The salt, it seems, was to be furnished one-half by each party. It has been decided that in such contracts as this, when the parties were each to furnish half the seed, and one furnished more than his half, it should be settled in the general accounting. Salt for the cattle and dairy, would seem to stand on the same ground precisely. But if one furnished the whole, by the express request of the other, and with an express promise to pay for his half, it might form the ground for an immediate and separate claim, as if he loaned him money to purchase his half.
The facts proved in relation to the calf, did not justify a recovery for it by the plaintiff. The calf was part of the increase of the stock ; profits to be divided. It was not susceptible of division between them. They must sell it, and divide the money, or one must take it, and pay the other for his half. The defendants took it, and were to pay the plaintiff for his half. This was a severance of their interest in the calf, but was it a severance of this from their joint dealings in the farm, so as to furnish a right of action by itself? If so, then whenever either landlord or tenant takes any article of the joint products during the year, and a price is agreed between them, it forms a ground for a separate law suit.
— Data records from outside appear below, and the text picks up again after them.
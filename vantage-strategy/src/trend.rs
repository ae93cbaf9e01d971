use crate::regime::Regime;
use rust_decimal::Decimal;
use serde::{Deserialize, Serialize};
use vantage_ta::indicators::ExponentialMovingAverage;

/// Configuration for [`TrendClassifier`]'s fast/slow EMA crossover.
#[derive(Debug, Clone, Serialize, Deserialize)]
pub struct TrendConfig {
    pub fast_period: usize,
    pub slow_period: usize,
    /// Minimum fractional separation between the fast and slow EMA,
    /// relative to the slow EMA, before a trend is called. Below this the
    /// market is reported as `RANGE` so noise around a flat EMA pair
    /// doesn't flicker the regime every tick.
    pub trend_threshold: Decimal,
}

impl Default for TrendConfig {
    fn default() -> Self {
        Self { fast_period: 8, slow_period: 34, trend_threshold: Decimal::new(5, 3) }
    }
}

/// Classifies `RANGE`/`BULL_TREND`/`BEAR_TREND` from a fast/slow EMA
/// crossover on closing prices. Feeds [`crate::grid::GridStrategy`]'s
/// regime filter alongside the risk breaker's `HIGH_VOLATILITY` override,
/// which always takes precedence over whatever this classifier reports.
#[derive(Debug, Clone)]
pub struct TrendClassifier {
    config: TrendConfig,
    fast: ExponentialMovingAverage,
    slow: ExponentialMovingAverage,
}

impl TrendClassifier {
    pub fn new(config: TrendConfig) -> Self {
        let fast = ExponentialMovingAverage::new(config.fast_period);
        let slow = ExponentialMovingAverage::new(config.slow_period);
        Self { config, fast, slow }
    }

    /// Feed one closing price and classify the resulting trend.
    pub fn classify(&mut self, close: Decimal) -> Regime {
        let fast = self.fast.update(close);
        let slow = self.slow.update(close);
        if slow.is_zero() {
            return Regime::Range;
        }

        let separation = (fast - slow) / slow;
        if separation >= self.config.trend_threshold {
            Regime::BullTrend
        } else if separation <= -self.config.trend_threshold {
            Regime::BearTrend
        } else {
            Regime::Range
        }
    }
}

#[cfg(test)]
mod tests {
    use super::*;
    use rust_decimal_macros::dec;

    fn fast_classifier() -> TrendClassifier {
        TrendClassifier::new(TrendConfig { fast_period: 2, slow_period: 5, trend_threshold: dec!(0.01) })
    }

    #[test]
    fn a_sustained_rally_is_classified_bull_trend() {
        let mut classifier = fast_classifier();
        let mut regime = Regime::Range;
        for price in [dec!(100), dec!(105), dec!(112), dec!(120), dec!(130), dec!(142), dec!(155)] {
            regime = classifier.classify(price);
        }
        assert_eq!(regime, Regime::BullTrend);
    }

    #[test]
    fn a_sustained_decline_is_classified_bear_trend() {
        let mut classifier = fast_classifier();
        let mut regime = Regime::Range;
        for price in [dec!(100), dec!(95), dec!(88), dec!(80), dec!(70), dec!(58), dec!(45)] {
            regime = classifier.classify(price);
        }
        assert_eq!(regime, Regime::BearTrend);
    }

    #[test]
    fn a_flat_price_series_stays_range() {
        let mut classifier = fast_classifier();
        let mut regime = Regime::Range;
        for _ in 0..10 {
            regime = classifier.classify(dec!(100));
        }
        assert_eq!(regime, Regime::Range);
    }
}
From the very nature of such a contract, many articles of the joint products cannot be equally divided, and it is expected that *612the larger share will be balanced by the other party having more of something else. It is usual for both parties to receive some portion of the joint products during the year, and when they do, that it is to be settled and balanced in the ultimate settlement and division. In order to create an independant cause of action by the acceptance of some portion, or article of the farm productions, an express contract should be shown to take it out of the general account. N othing appears that there was any agreement when the defendants took this calf, that they were to pay for it presently, and nothing to show any expectation or design, except to make it an item against the defendants to come into their final division and settlement of the farm account.
It was one of the stipulations in the lease, that the plaintiff was to furnish Mrs. Scott such articles as she wanted, wood, butter, milk, &c., and be paid for them by the defendants.
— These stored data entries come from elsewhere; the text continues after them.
use crate::action::{ActionPlanner, SlotAction};
use crate::slot::{Slot, SlotTable};
use crate::store::{Store, StoreError};
use crate::workflow::{WorkflowId, WorkflowStatus, WorkflowStore};
use rust_decimal::Decimal;
use thiserror::Error;
use tracing::{debug, info, warn};
use vantage_execution::{
    exchange::Exchange, ClientError, OrderKey, OrderRequestCancel, OrderRequestOpen, OrderState,
    RequestCancel, RequestOpen, StrategyId,
};
use vantage_instrument::{exchange::ExchangeId, OrderType, Side, Symbol, SymbolInfo, TimeInForce};
use vantage_risk::{BreakerState, CircuitBreaker};
use vantage_strategy::{GridStrategy, Regime, TargetState, TrendClassifier};

#[derive(Debug, Error)]
pub enum EngineError {
    #[error("store: {0}")]
    Store(#[from] StoreError),

    #[error("exchange call failed: {0}")]
    Client(#[from] ClientError),
}

/// A fill the venue reports for a `client_order_id` the engine has no slot
/// record of. Returned by [`GridEngine::on_order_update`] so the caller can
/// apply it to its own position tracker (the engine has no position
/// tracker of its own to reconcile against; that lives on the
/// `SymbolManager`/`PositionManager` that owns this engine).
#[derive(Debug, Clone, Copy, PartialEq)]
pub struct GhostFill {
    pub side: Side,
    pub qty: Decimal,
    pub price: Decimal,
}

/// Drives one symbol's grid: computes a fresh [`TargetState`] per price tick,
/// diffs it against the durable [`SlotTable`] and issues the resulting
/// place/cancel actions against an [`Exchange`], persisting every slot
/// mutation before acknowledging the tick.
///
/// Owned exclusively by one `SymbolManager` task; never shared across
/// symbols or cloned across threads.
pub struct GridEngine<E: Exchange> {
    exchange: E,
    store: Store,
    workflows: WorkflowStore,
    symbol: Symbol,
    symbol_info: SymbolInfo,
    strategy_id: StrategyId,
    strategy: GridStrategy,
    slots: SlotTable,
    planner: ActionPlanner,
    breaker: CircuitBreaker,
    trend: TrendClassifier,
    regime: Regime,
    sequence: u64,
}

impl<E: Exchange> GridEngine<E> {
    pub fn new(
        exchange: E,
        store: Store,
        symbol: Symbol,
        symbol_info: SymbolInfo,
        strategy_id: StrategyId,
        strategy: GridStrategy,
        breaker: CircuitBreaker,
    ) -> Result<Self, EngineError> {
        let slots = SlotTable::load(&store, &symbol)?;
        let planner = ActionPlanner::new(Decimal::new(1, symbol_info.price_decimals));
        let workflows = WorkflowStore::new(store.clone());
        let trend = TrendClassifier::new(strategy.trend_config().clone());

        Ok(Self {
            exchange,
            store,
            workflows,
            symbol,
            symbol_info,
            strategy_id,
            strategy,
            slots,
            planner,
            breaker,
            trend,
            regime: Regime::Range,
            sequence: 0,
        })
    }

    pub fn breaker(&self) -> &CircuitBreaker {
        &self.breaker
    }

    pub fn breaker_mut(&mut self) -> &mut CircuitBreaker {
        &mut self.breaker
    }

    /// The regime last computed by [`Self::on_price_update`] (breaker state
    /// combined with the trend classifier), for logging/monitoring.
    pub fn regime(&self) -> Regime {
        self.regime
    }

    /// Ensure `n` free slots exist, creating fresh ones if the table is new
    /// or the grid's configured level count has grown.
    pub fn ensure_slot_capacity(&mut self, n: i64, now_ms: i64) -> Result<(), EngineError> {
        let existing = self.slots.all().count() as i64;
        for slot_id in existing..n {
            self.slots.insert(Slot::new_free(slot_id, Side::Buy, Decimal::ZERO, Decimal::ZERO, now_ms));
        }
        self.slots.persist(&self.store, &self.symbol)?;
        Ok(())
    }

    /// Feed one price tick: update the ATR indicator, compute the target
    /// state, diff against the slot table, and dispatch the resulting
    /// actions. A tripped breaker still allows cancels but blocks new buys;
    /// `allows_sell` is always true so inventory can still be flattened.
    pub async fn on_price_update(
        &mut self,
        high: Decimal,
        low: Decimal,
        close: Decimal,
        position_qty: Decimal,
        minute_of_day_utc: u16,
        now_ms: i64,
    ) -> Result<Vec<SlotAction>, EngineError> {
        self.strategy.on_kline(high, low, close);

        // The breaker's HIGH_VOLATILITY always overrides whatever the trend
        // classifier reports; otherwise the classifier's RANGE/BULL_TREND/
        // BEAR_TREND label drives the strategy's regime filter (spec 4.6).
        let trend_regime = self.trend.classify(close);
        let regime = if self.breaker.state() == BreakerState::Open {
            Regime::HighVolatility
        } else {
            trend_regime
        };

        if regime != self.regime {
            info!("Regime Changed: {} -> {}", self.regime, regime);
            self.regime = regime;
        }

        let mut target = self.strategy.compute_target_state(close, position_qty, regime, minute_of_day_utc);
        if !self.breaker.allows_buy() {
            target.orders.retain(|o| o.side != Side::Buy);
        }

        for order in target.orders.iter_mut() {
            order.price = self.symbol_info.round_price(order.price);
            order.qty = self.symbol_info.round_qty(order.qty);
        }

        self.dispatch(&target).await
    }

    async fn dispatch(&mut self, target: &TargetState) -> Result<Vec<SlotAction>, EngineError> {
        let actions = self.planner.plan(target, &self.slots, &self.strategy_id);

        for action in &actions {
            self.sequence += 1;
            let workflow_id = WorkflowId::derive(&[self.symbol.as_str(), &self.sequence.to_string()]);

            if self.workflows.is_success(&workflow_id)? {
                continue;
            }
            self.workflows.begin(&workflow_id, "dispatch_slot_action", "", chrono_now_ms())?;

            let result = self.execute(action).await;
            match &result {
                Ok(()) => {
                    self.workflows.complete(&workflow_id, "dispatch_slot_action", "", WorkflowStatus::Success, &true, chrono_now_ms())?;
                }
                Err(err) => {
                    warn!(?err, ?action, "slot action failed");
                    self.workflows.complete(&workflow_id, "dispatch_slot_action", "", WorkflowStatus::Failed, &false, chrono_now_ms())?;
                }
            }
        }

        Ok(actions)
    }

    async fn execute(&mut self, action: &SlotAction) -> Result<(), EngineError> {
        match action {
            SlotAction::Place { slot_id, side, price, qty, cid } => {
                let key = OrderKey::new(self.exchange.exchange_id(), self.symbol.clone(), self.strategy_id.clone(), cid.clone());
                let request = OrderRequestOpen::new(
                    key,
                    RequestOpen::new(*side, *price, *qty, OrderType::Limit, TimeInForce::GoodUntilCancelled, false, false),
                );

                if let Some(slot) = self.slots.get_mut(*slot_id) {
                    slot.client_order_id = Some(cid.clone());
                }
                self.slots.persist_one(&self.store, &self.symbol, *slot_id)?;

                match self.exchange.place_order(request).await {
                    Ok(order) => {
                        if let Some(slot) = self.slots.get_mut(*slot_id) {
                            let status = OrderState::Active(order.state.clone()).wire_status();
                            slot.apply_status(status, Decimal::ZERO, chrono_now_ms());
                            slot.order_id = order.state.order_id();
                        }
                        self.slots.persist_one(&self.store, &self.symbol, *slot_id)?;
                        Ok(())
                    }
                    Err(err) => {
                        if let Some(slot) = self.slots.get_mut(*slot_id) {
                            slot.reset_to_free(chrono_now_ms());
                        }
                        self.slots.persist_one(&self.store, &self.symbol, *slot_id)?;
                        Err(err.into())
                    }
                }
            }
            SlotAction::Cancel { slot_id, cid } => {
                let order_id = self.slots.get(*slot_id).and_then(|s| s.order_id.clone());
                let key = OrderKey::new(self.exchange.exchange_id(), self.symbol.clone(), self.strategy_id.clone(), cid.clone());
                let request = OrderRequestCancel::new(key, RequestCancel::new(order_id));

                self.exchange.cancel_order(request).await?;
                if let Some(slot) = self.slots.get_mut(*slot_id) {
                    slot.settle(chrono_now_ms());
                }
                self.slots.persist_one(&self.store, &self.symbol, *slot_id)?;
                Ok(())
            }
        }
    }

    /// Apply a venue order-state update to whichever slot owns it. A fully
    /// filled slot is immediately settled back to `FREE`; a venue-initiated
    /// cancel/reject/expiry is freed the same way rather than left parked
    /// in `SlotState::Canceled`, since neither `free_slots()` nor
    /// `locked_slots()` ever see a slot in that state again otherwise (spec
    /// 4.5's `LOCKED --cancel/reject/expire--> FREE` transition).
    ///
    /// An update whose `client_order_id` matches no slot — typically a fill
    /// the engine missed across a restart — is treated as a ghost fill: the
    /// caller is handed back the fill so it can reconcile its own position
    /// tracker immediately, ahead of the venue's position stream catching
    /// up (spec 4.5.2).
    pub fn on_order_update(&mut self, order: vantage_execution::Order<OrderState>, now_ms: i64) -> Result<Option<GhostFill>, EngineError> {
        let status = order.state.wire_status();
        let executed_qty = match &order.state {
            OrderState::Active(vantage_execution::ActiveOrderState::Open(open)) => open.filled_quantity,
            _ => order.quantity,
        };

        let slot = match self.slots.find_by_client_order_id_mut(order.client_order_id()) {
            Some(slot) => slot,
            None => return Ok(self.reconcile_ghost_update(&order, status, executed_qty)),
        };

        let changed = slot.apply_status(status, executed_qty, now_ms);
        match status {
            vantage_instrument::OrderStatus::Filled => slot.settle(now_ms),
            vantage_instrument::OrderStatus::Canceled
            | vantage_instrument::OrderStatus::Rejected
            | vantage_instrument::OrderStatus::Expired => slot.reset_to_free(now_ms),
            _ => {}
        }
        let slot_id = slot.slot_id;
        if changed {
            self.slots.persist_one(&self.store, &self.symbol, slot_id)?;
        }
        Ok(None)
    }

    /// An order update for a `client_order_id` this engine has no slot
    /// record of. If it actually reports executed quantity, it is a ghost
    /// fill the venue knows about that local state lost track of (e.g. a
    /// fill that landed in the gap between a crash and recovery); any other
    /// status (a bare reject/cancel/expiry with nothing executed) has no
    /// inventory impact and is just noise to log.
    fn reconcile_ghost_update(
        &self,
        order: &vantage_execution::Order<OrderState>,
        status: vantage_instrument::OrderStatus,
        executed_qty: Decimal,
    ) -> Option<GhostFill> {
        let is_fill = matches!(
            status,
            vantage_instrument::OrderStatus::Filled | vantage_instrument::OrderStatus::PartiallyFilled
        );

        if is_fill && executed_qty > Decimal::ZERO {
            warn!(
                cid = %order.client_order_id(),
                side = ?order.side,
                %executed_qty,
                "ghost fill: order update for unknown client_order_id, reconciling inventory",
            );
            Some(GhostFill { side: order.side, qty: executed_qty, price: order.price })
        } else {
            debug!(cid = %order.client_order_id(), ?status, "order update for unknown client_order_id, ignoring");
            None
        }
    }

    /// Reconcile in-memory/durable slot state against the venue's actual
    /// open orders on startup or after a reconnect. Any slot claiming to be
    /// `LOCKED` with no matching live order is a ghost and is freed.
    pub async fn sync_orders(&mut self) -> Result<(), EngineError> {
        let live = self.exchange.get_open_orders(&self.symbol).await?;
        let locked_slot_ids: Vec<i64> = self.slots.locked_slots().map(|s| s.slot_id).collect();

        for slot_id in locked_slot_ids {
            let has_live_order = self.slots.get(slot_id).and_then(|s| s.order_id.as_ref()).map(|id| {
                live.iter().any(|o| o.state.order_id().as_ref() == Some(id))
            });

            if has_live_order != Some(true) {
                if let Some(slot) = self.slots.get_mut(slot_id) {
                    warn!(slot_id, "ghost order detected during sync, freeing slot");
                    slot.reset_to_free(chrono_now_ms());
                }
                self.slots.persist_one(&self.store, &self.symbol, slot_id)?;
            }
        }

        info!(symbol = %self.symbol, live_orders = live.len(), "order sync complete");
        Ok(())
    }

    pub fn exchange_id(&self) -> ExchangeId {
        self.exchange.exchange_id()
    }

    pub fn slots(&self) -> &SlotTable {
        &self.slots
    }
}

/// Monotonic-ish wall clock reader used by the engine. A thin wrapper so
/// call sites read `chrono_now_ms()` rather than repeating the cast,
/// matching how other Vantage crates centralise their single time source.
fn chrono_now_ms() -> i64 {
    chrono::Utc::now().timestamp_millis()
}

#[cfg(test)]
mod tests {
    use super::*;
    use rust_decimal_macros::dec;

    #[test]
    fn a_freshly_loaded_slot_table_for_an_unseen_symbol_is_empty() {
        let store = Store::open_in_memory().unwrap();
        let slots = SlotTable::load(&store, &Symbol::from("BTCUSDT")).unwrap();
        assert_eq!(slots.all().count(), 0);
    }

    #[test]
    fn symbol_info_rounds_price_and_qty_to_their_declared_precision() {
        let info = SymbolInfo::new(Symbol::from("BTCUSDT"), "BTC".into(), "USDT".into(), 2, 4, dec!(0.0001), dec!(1));
        assert_eq!(info.round_price(dec!(39_990.12345)), dec!(39_990.12));
        assert_eq!(info.round_qty(dec!(0.123456)), dec!(0.1235));
    }
}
It does not appear from the case whether the articles the plaintiff did furnish her from time to time, were his own sole property, or whether they were the products of the farm which belonged to them jointly.
If they were his sole property, we see no reason why he should not be allowed for them in this action, but if they were products of the farm which belonged to them jointly, then the reasonable implication would be that they were to be accounted for, toward the defendants’ share of the profits and products of the farm, and the plaintiff could not maintain a separate action for them, without showing an express understanding, that they were not to enter into the general account.
Judgment reversed.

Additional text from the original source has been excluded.